EXERCISE BRIEF :: Each line of the data needs to be transcribed exactly.

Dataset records
>>>

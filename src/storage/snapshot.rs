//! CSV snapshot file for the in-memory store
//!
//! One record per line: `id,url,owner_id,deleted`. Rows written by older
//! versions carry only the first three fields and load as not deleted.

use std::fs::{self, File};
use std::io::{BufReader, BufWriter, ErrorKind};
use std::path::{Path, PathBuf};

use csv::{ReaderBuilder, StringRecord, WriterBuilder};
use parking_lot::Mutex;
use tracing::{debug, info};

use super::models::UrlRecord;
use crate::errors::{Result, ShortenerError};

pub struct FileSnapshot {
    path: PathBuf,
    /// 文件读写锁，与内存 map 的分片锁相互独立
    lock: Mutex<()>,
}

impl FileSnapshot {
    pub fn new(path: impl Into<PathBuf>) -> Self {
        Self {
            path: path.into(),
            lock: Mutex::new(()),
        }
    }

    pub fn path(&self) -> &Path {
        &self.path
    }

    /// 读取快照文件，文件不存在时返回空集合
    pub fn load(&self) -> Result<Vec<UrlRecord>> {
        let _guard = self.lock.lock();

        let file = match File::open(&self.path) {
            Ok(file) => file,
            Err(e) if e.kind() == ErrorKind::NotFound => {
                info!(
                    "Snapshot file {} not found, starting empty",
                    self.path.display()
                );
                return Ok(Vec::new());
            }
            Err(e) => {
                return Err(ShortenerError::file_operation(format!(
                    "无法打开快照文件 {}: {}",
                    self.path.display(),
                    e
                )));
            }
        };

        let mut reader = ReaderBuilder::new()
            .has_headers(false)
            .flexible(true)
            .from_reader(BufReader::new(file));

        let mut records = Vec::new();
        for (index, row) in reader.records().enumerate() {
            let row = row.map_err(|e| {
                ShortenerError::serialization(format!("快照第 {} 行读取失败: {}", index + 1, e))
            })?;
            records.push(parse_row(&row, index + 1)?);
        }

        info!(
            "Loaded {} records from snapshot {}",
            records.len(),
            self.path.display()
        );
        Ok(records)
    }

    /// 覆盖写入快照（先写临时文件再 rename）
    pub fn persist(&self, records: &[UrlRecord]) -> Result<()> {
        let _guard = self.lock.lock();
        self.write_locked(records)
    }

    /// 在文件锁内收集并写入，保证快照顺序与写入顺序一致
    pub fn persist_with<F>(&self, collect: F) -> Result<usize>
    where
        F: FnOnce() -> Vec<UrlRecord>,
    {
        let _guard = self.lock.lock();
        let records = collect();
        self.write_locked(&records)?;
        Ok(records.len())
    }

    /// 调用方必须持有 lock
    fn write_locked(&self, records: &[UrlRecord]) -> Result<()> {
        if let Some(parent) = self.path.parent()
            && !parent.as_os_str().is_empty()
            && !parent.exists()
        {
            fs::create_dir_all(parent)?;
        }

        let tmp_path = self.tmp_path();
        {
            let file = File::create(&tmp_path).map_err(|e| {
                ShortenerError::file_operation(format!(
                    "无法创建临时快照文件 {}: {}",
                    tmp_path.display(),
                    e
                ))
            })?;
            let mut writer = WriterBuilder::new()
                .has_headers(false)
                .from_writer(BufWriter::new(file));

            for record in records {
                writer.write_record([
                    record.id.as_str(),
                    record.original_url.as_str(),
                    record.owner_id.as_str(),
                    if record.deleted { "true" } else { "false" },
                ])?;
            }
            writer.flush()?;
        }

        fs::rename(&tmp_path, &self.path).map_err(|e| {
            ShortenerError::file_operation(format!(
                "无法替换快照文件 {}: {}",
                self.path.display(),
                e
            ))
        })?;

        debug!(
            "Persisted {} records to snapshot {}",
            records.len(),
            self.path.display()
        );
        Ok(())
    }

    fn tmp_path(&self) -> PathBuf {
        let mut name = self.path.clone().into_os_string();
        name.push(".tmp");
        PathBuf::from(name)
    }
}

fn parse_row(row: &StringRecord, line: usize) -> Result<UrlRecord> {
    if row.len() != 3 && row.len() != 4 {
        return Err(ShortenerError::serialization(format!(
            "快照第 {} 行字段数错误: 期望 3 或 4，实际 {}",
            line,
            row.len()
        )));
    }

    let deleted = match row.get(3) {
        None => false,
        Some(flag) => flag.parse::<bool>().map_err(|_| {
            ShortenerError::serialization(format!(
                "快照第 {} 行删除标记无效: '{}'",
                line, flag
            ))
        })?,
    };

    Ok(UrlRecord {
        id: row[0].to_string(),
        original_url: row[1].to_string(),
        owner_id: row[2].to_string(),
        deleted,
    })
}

<<<

YOUR SOLUTION ::
filename src/storage/snapshot.rs
//! CSV snapshot file for the in-memory store
//!
//! One record per line: `id,url,owner_id,deleted`. Rows written by older
//! versions carry only the first three fields and load as not deleted.

use std::fs::{self, File};
use std::io::{BufReader, BufWriter, ErrorKind};
use std::path::{Path, PathBuf};

use csv::{ReaderBuilder, StringRecord, WriterBuilder};
use parking_lot::Mutex;
use tracing::{debug, info};

use super::models::UrlRecord;
use crate::errors::{Result, ShortenerError};

pub struct FileSnapshot {
    path: PathBuf,
    /// 文件读写锁，与内存 map 的分片锁相互独立
    lock: Mutex<()>,
}

impl FileSnapshot {
    pub fn new(path: impl Into<PathBuf>) -> Self {
        Self {
            path: path.into(),
            lock: Mutex::new(()),
        }
    }

    pub fn path(&self) -> &Path {
        &self.path
    }

    /// 读取快照文件，文件不存在时返回空集合
    pub fn load(&self) -> Result<Vec<UrlRecord>> {
        let _guard = self.lock.lock();

        let file = match File::open(&self.path) {
            Ok(file) => file,
            Err(e) if e.kind() == ErrorKind::NotFound => {
                info!(
                    "Snapshot file {} not found, starting empty",
                    self.path.display()
                );
                return Ok(Vec::new());
            }
            Err(e) => {
                return Err(ShortenerError::file_operation(format!(
                    "无法打开快照文件 {}: {}",
                    self.path.display(),
                    e
                )));
            }
        };

        let mut reader = ReaderBuilder::new()
            .has_headers(false)
            .flexible(true)
            .from_reader(BufReader::new(file));

        let mut records = Vec::new();
        for (index, row) in reader.records().enumerate() {
            let row = row.map_err(|e| {
                ShortenerError::serialization(format!("快照第 {} 行读取失败: {}", index + 1, e))
            })?;
            records.push(parse_row(&row, index + 1)?);
        }

        info!(
            "Loaded {} records from snapshot {}",
            records.len(),
            self.path.display()
        );
        Ok(records)
    }

    /// 覆盖写入快照（先写临时文件再 rename）
    pub fn persist(&self, records: &[UrlRecord]) -> Result<()> {
        let _guard = self.lock.lock();
        self.write_locked(records)
    }

    /// 在文件锁内收集并写入，保证快照顺序与写入顺序一致
    pub fn persist_with<F>(&self, collect: F) -> Result<usize>
    where
        F: FnOnce() -> Vec<UrlRecord>,
    {
        let _guard = self.lock.lock();
        let records = collect();
        self.write_locked(&records)?;
        Ok(records.len())
    }

    /// 调用方必须持有 lock
    fn write_locked(&self, records: &[UrlRecord]) -> Result<()> {
        if let Some(parent) = self.path.parent()
            && !parent.as_os_str().is_empty()
            && !parent.exists()
        {
            fs::create_dir_all(parent)?;
        }

        let tmp_path = self.tmp_path();
        {
            let file = File::create(&tmp_path).map_err(|e| {
                ShortenerError::file_operation(format!(
                    "无法创建临时快照文件 {}: {}",
                    tmp_path.display(),
                    e
                ))
            })?;
            let mut writer = WriterBuilder::new()
                .has_headers(false)
                .from_writer(BufWriter::new(file));

            for record in records {
                writer.write_record([
                    record.id.as_str(),
                    record.original_url.as_str(),
                    record.owner_id.as_str(),
                    if record.deleted { "true" } else { "false" },
                ])?;
            }
            writer.flush()?;
        }

        fs::rename(&tmp_path, &self.path).map_err(|e| {
            ShortenerError::file_operation(format!(
                "无法替换快照文件 {}: {}",
                self.path.display(),
                e
            ))
        })?;

        debug!(
            "Persisted {} records to snapshot {}",
            records.len(),
            self.path.display()
        );
        Ok(())
    }

    fn tmp_path(&self) -> PathBuf {
        let mut name = self.path.clone().into_os_string();
        name.push(".tmp");
        PathBuf::from(name)
    }
}

fn parse_row(row: &StringRecord, line: usize) -> Result<UrlRecord> {
    if row.len() != 3 && row.len() != 4 {
        return Err(ShortenerError::serialization(format!(
            "快照第 {} 行字段数错误: 期望 3 或 4，实际 {}",
            line,
            row.len()
        )));
    }

    let deleted = match row.get(3) {
        None => false,
        Some(flag) => flag.parse::<bool>().map_err(|_| {
            ShortenerError::serialization(format!(
                "快照第 {} 行删除标记无效: '{}'",
                line, flag
            ))
        })?,
    };

    Ok(UrlRecord {
        id: row[0].to_string(),
        original_url: row[1].to_string(),
        owner_id: row[2].to_string(),
        deleted,
    })
}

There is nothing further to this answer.